## What to work on
Your answer must be every line of the data that holds the string "impl".

•••

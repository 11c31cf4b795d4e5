//! Shared data model for the research console.
//!
//! Wire names are camelCase so the JSON shapes requested from the inference
//! oracle line up with the field names it is asked to produce.

use schemars::JsonSchema;
use serde::{Deserialize, Serialize};

#[derive(Clone, Copy, Debug, Serialize, Deserialize, PartialEq, Eq, Default, JsonSchema)]
pub enum RiskLevel {
    #[default]
    Low,
    Medium,
    High,
    Critical,
}

impl RiskLevel {
    pub fn as_str(&self) -> &'static str {
        match self {
            RiskLevel::Low => "Low",
            RiskLevel::Medium => "Medium",
            RiskLevel::High => "High",
            RiskLevel::Critical => "Critical",
        }
    }

    /// Lenient parse: case-insensitive, tolerates a few common synonyms.
    pub fn from_slug(value: &str) -> Option<Self> {
        let normalized = value.trim().to_ascii_lowercase();
        match normalized.as_str() {
            "low" | "info" | "informational" => Some(RiskLevel::Low),
            "medium" | "moderate" | "med" => Some(RiskLevel::Medium),
            "high" => Some(RiskLevel::High),
            "critical" | "severe" => Some(RiskLevel::Critical),
            _ => None,
        }
    }
}

/// SIM Toolkit execution environment a payload is synthesized for.
#[derive(Clone, Copy, Debug, Serialize, Deserialize, PartialEq, Eq, Default, JsonSchema)]
pub enum StkType {
    #[default]
    #[serde(rename = "SAT_BROWSER")]
    SatBrowser,
    #[serde(rename = "PROACTIVE_SIM")]
    ProactiveSim,
    #[serde(rename = "WIB")]
    Wib,
}

impl StkType {
    pub const ALL: [StkType; 3] = [StkType::SatBrowser, StkType::ProactiveSim, StkType::Wib];

    pub fn as_str(&self) -> &'static str {
        match self {
            StkType::SatBrowser => "SAT_BROWSER",
            StkType::ProactiveSim => "PROACTIVE_SIM",
            StkType::Wib => "WIB",
        }
    }

    pub fn display_label(&self) -> &'static str {
        match self {
            StkType::SatBrowser => "S@T Browser",
            StkType::ProactiveSim => "Proactive SIM",
            StkType::Wib => "Wireless Internet Browser",
        }
    }

    pub fn from_slug(value: &str) -> Option<Self> {
        let normalized: String = value
            .trim()
            .chars()
            .map(|c| match c {
                '-' | ' ' | '.' => '_',
                '@' => 'A',
                other => other.to_ascii_uppercase(),
            })
            .collect();
        match normalized.as_str() {
            "SAT_BROWSER" | "SAT" | "SATBROWSER" => Some(StkType::SatBrowser),
            "PROACTIVE_SIM" | "PROACTIVE" | "PROACTIVESIM" => Some(StkType::ProactiveSim),
            "WIB" | "WIRELESS_INTERNET_BROWSER" => Some(StkType::Wib),
            _ => None,
        }
    }
}

/// Vulnerability assessment of one submitted PDU.
#[derive(Clone, Debug, Serialize, Deserialize, PartialEq, Eq, JsonSchema)]
#[serde(rename_all = "camelCase")]
pub struct AnalysisResult {
    pub is_silent: bool,
    #[serde(default, skip_serializing_if = "Option::is_none")]
    pub is_stk_command: Option<bool>,
    #[serde(default, skip_serializing_if = "Option::is_none")]
    pub target_app: Option<String>,
    pub explanation: String,
    pub risk_level: RiskLevel,
    pub mitigation: String,
}

impl AnalysisResult {
    /// Returned whenever the oracle's analysis cannot be parsed.
    pub fn parse_failure() -> Self {
        Self {
            is_silent: false,
            is_stk_command: None,
            target_app: None,
            explanation: "Failed to parse analysis results.".to_string(),
            risk_level: RiskLevel::Low,
            mitigation: "Ensure the PDU string is valid hex format.".to_string(),
        }
    }

    pub fn targets_stk(&self) -> bool {
        self.is_stk_command.unwrap_or(false)
    }
}

#[derive(Clone, Debug, Serialize, Deserialize, PartialEq, Eq, JsonSchema)]
#[serde(rename_all = "camelCase")]
pub struct PduComponent {
    pub name: String,
    pub value: String,
    pub description: String,
    #[serde(default, skip_serializing_if = "Option::is_none")]
    pub is_vulnerable: Option<bool>,
}

/// Field-by-field breakdown of a PDU, in bitstream order.
#[derive(Clone, Debug, Serialize, Deserialize, PartialEq, Eq, Default, JsonSchema)]
#[serde(rename_all = "camelCase")]
pub struct DecodedPdu {
    #[serde(default)]
    pub components: Vec<PduComponent>,
}

impl DecodedPdu {
    pub fn is_empty(&self) -> bool {
        self.components.is_empty()
    }

    pub fn vulnerable_fields(&self) -> impl Iterator<Item = &PduComponent> {
        self.components
            .iter()
            .filter(|c| c.is_vulnerable.unwrap_or(false))
    }
}

#[derive(Clone, Debug, Serialize, Deserialize, PartialEq, Eq, JsonSchema)]
#[serde(rename_all = "camelCase")]
pub struct StkCommand {
    pub name: String,
    pub description: String,
    /// Hex-encoded illustrative payload.
    pub payload: String,
    pub impact: String,
    pub stk_type: StkType,
}

/// Builder form state. Every field is optional; updates merge rather than replace.
#[derive(Clone, Debug, Serialize, Deserialize, PartialEq, Eq, Default, JsonSchema)]
#[serde(rename_all = "camelCase")]
pub struct StkBuilderParams {
    #[serde(default, skip_serializing_if = "Option::is_none")]
    pub command_type: Option<String>,
    #[serde(default, skip_serializing_if = "Option::is_none")]
    pub display_text: Option<String>,
    #[serde(default, skip_serializing_if = "Option::is_none")]
    pub target_number: Option<String>,
    #[serde(default, skip_serializing_if = "Option::is_none")]
    pub url_or_data: Option<String>,
    #[serde(default, skip_serializing_if = "Option::is_none")]
    pub pin_or_password: Option<String>,
}

impl StkBuilderParams {
    pub fn with_command_type(mut self, value: impl Into<String>) -> Self {
        self.command_type = Some(value.into());
        self
    }

    pub fn with_display_text(mut self, value: impl Into<String>) -> Self {
        self.display_text = Some(value.into());
        self
    }

    pub fn with_target_number(mut self, value: impl Into<String>) -> Self {
        self.target_number = Some(value.into());
        self
    }

    pub fn with_url_or_data(mut self, value: impl Into<String>) -> Self {
        self.url_or_data = Some(value.into());
        self
    }

    pub fn with_pin_or_password(mut self, value: impl Into<String>) -> Self {
        self.pin_or_password = Some(value.into());
        self
    }

    /// Overwrite only the fields `other` carries; everything else is kept.
    pub fn merge(&mut self, other: &StkBuilderParams) {
        fn take(slot: &mut Option<String>, incoming: &Option<String>) {
            if let Some(value) = incoming {
                *slot = Some(value.clone());
            }
        }
        take(&mut self.command_type, &other.command_type);
        take(&mut self.display_text, &other.display_text);
        take(&mut self.target_number, &other.target_number);
        take(&mut self.url_or_data, &other.url_or_data);
        take(&mut self.pin_or_password, &other.pin_or_password);
    }

    /// Drop blank values so they never clobber populated fields during a merge.
    pub fn normalized(mut self) -> Self {
        for slot in [
            &mut self.command_type,
            &mut self.display_text,
            &mut self.target_number,
            &mut self.url_or_data,
            &mut self.pin_or_password,
        ] {
            if let Some(value) = slot.take() {
                let trimmed = value.trim();
                if !trimmed.is_empty() {
                    *slot = Some(trimmed.to_string());
                }
            }
        }
        self
    }

    pub fn is_empty(&self) -> bool {
        self.command_type.is_none()
            && self.display_text.is_none()
            && self.target_number.is_none()
            && self.url_or_data.is_none()
            && self.pin_or_password.is_none()
    }

    /// Populated fields as `(label, value)` pairs, in form order.
    pub fn populated(&self) -> Vec<(&'static str, &str)> {
        [
            ("commandType", &self.command_type),
            ("displayText", &self.display_text),
            ("targetNumber", &self.target_number),
            ("urlOrData", &self.url_or_data),
            ("pinOrPassword", &self.pin_or_password),
        ]
        .into_iter()
        .filter_map(|(label, value)| value.as_deref().map(|v| (label, v)))
        .collect()
    }
}

/// Builder parameters recovered from an intercepted PDU.
#[derive(Clone, Debug, Serialize, Deserialize, PartialEq, Eq, Default, JsonSchema)]
#[serde(rename_all = "camelCase")]
pub struct ImportedParams {
    pub stk_type: StkType,
    #[serde(default)]
    pub params: StkBuilderParams,
}

/// Informational content shown in the research view.
#[derive(Clone, Debug, Serialize, Deserialize, PartialEq, Eq)]
#[serde(rename_all = "camelCase")]
pub struct TopicBrief {
    pub topic: String,
    pub body: String,
}

#[derive(Clone, Copy, Debug, Serialize, Deserialize, PartialEq, Eq, Default)]
#[serde(rename_all = "snake_case")]
pub enum View {
    #[default]
    Analyzer,
    Builder,
    Simulation,
    Research,
}

impl View {
    pub fn as_str(&self) -> &'static str {
        match self {
            View::Analyzer => "analyzer",
            View::Builder => "builder",
            View::Simulation => "simulation",
            View::Research => "research",
        }
    }

    pub fn from_slug(value: &str) -> Option<Self> {
        match value.trim().to_ascii_lowercase().as_str() {
            "analyzer" | "analyze" | "decoder" => Some(View::Analyzer),
            "builder" | "build" => Some(View::Builder),
            "simulation" | "sim" => Some(View::Simulation),
            "research" | "info" | "docs" => Some(View::Research),
            _ => None,
        }
    }
}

•••

## Completed exercise
impl RiskLevel {
impl StkType {
impl AnalysisResult {
impl DecodedPdu {
    pub fn vulnerable_fields(&self) -> impl Iterator<Item = &PduComponent> {
impl StkBuilderParams {
    pub fn with_command_type(mut self, value: impl Into<String>) -> Self {
    pub fn with_display_text(mut self, value: impl Into<String>) -> Self {
    pub fn with_target_number(mut self, value: impl Into<String>) -> Self {
    pub fn with_url_or_data(mut self, value: impl Into<String>) -> Self {
    pub fn with_pin_or_password(mut self, value: impl Into<String>) -> Self {
impl View {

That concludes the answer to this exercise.